[Stored items]
════════════════════

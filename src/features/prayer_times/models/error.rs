use std::time::Duration;

use thiserror::Error;

/// Failure talking to the prayer-time upstream
#[derive(Debug, Error)]
pub enum UpstreamError {
    #[error("Upstream did not respond within {0:?}")]
    Timeout(Duration),

    #[error("Upstream request failed: {0}")]
    Request(String),

    #[error("Upstream returned HTTP {0}")]
    Status(u16),

    #[error("Malformed upstream response: {0}")]
    Malformed(String),

    #[error("Upstream failed after {attempts} attempts: {last}")]
    Exhausted {
        attempts: u32,
        last: Box<UpstreamError>,
    },
}

impl UpstreamError {
    /// True when the failure (or the final failure of a retry run) was a timeout
    pub fn is_timeout(&self) -> bool {
        match self {
            UpstreamError::Timeout(_) => true,
            UpstreamError::Exhausted { last, .. } => last.is_timeout(),
            _ => false,
        }
    }
}

impl From<reqwest::Error> for UpstreamError {
    fn from(err: reqwest::Error) -> Self {
        if err.is_decode() {
            UpstreamError::Malformed(err.to_string())
        } else {
            UpstreamError::Request(err.to_string())
        }
    }
}

#[cfg(test)]
mod tests {
    use super::*;

    #[test]
    fn test_exhausted_reports_last_timeout() {
        let err = UpstreamError::Exhausted {
            attempts: 3,
            last: Box::new(UpstreamError::Timeout(Duration::from_secs(8))),
        };
        assert!(err.is_timeout());
        assert!(err.to_string().contains("3 attempts"));

        let err = UpstreamError::Exhausted {
            attempts: 3,
            last: Box::new(UpstreamError::Status(503)),
        };
        assert!(!err.is_timeout());
    }
}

════════════════════

__YOUR TASK__:
Only the number should be given: how many lines of the data contain the word "failed"?

__ANSWER SECTION__:
2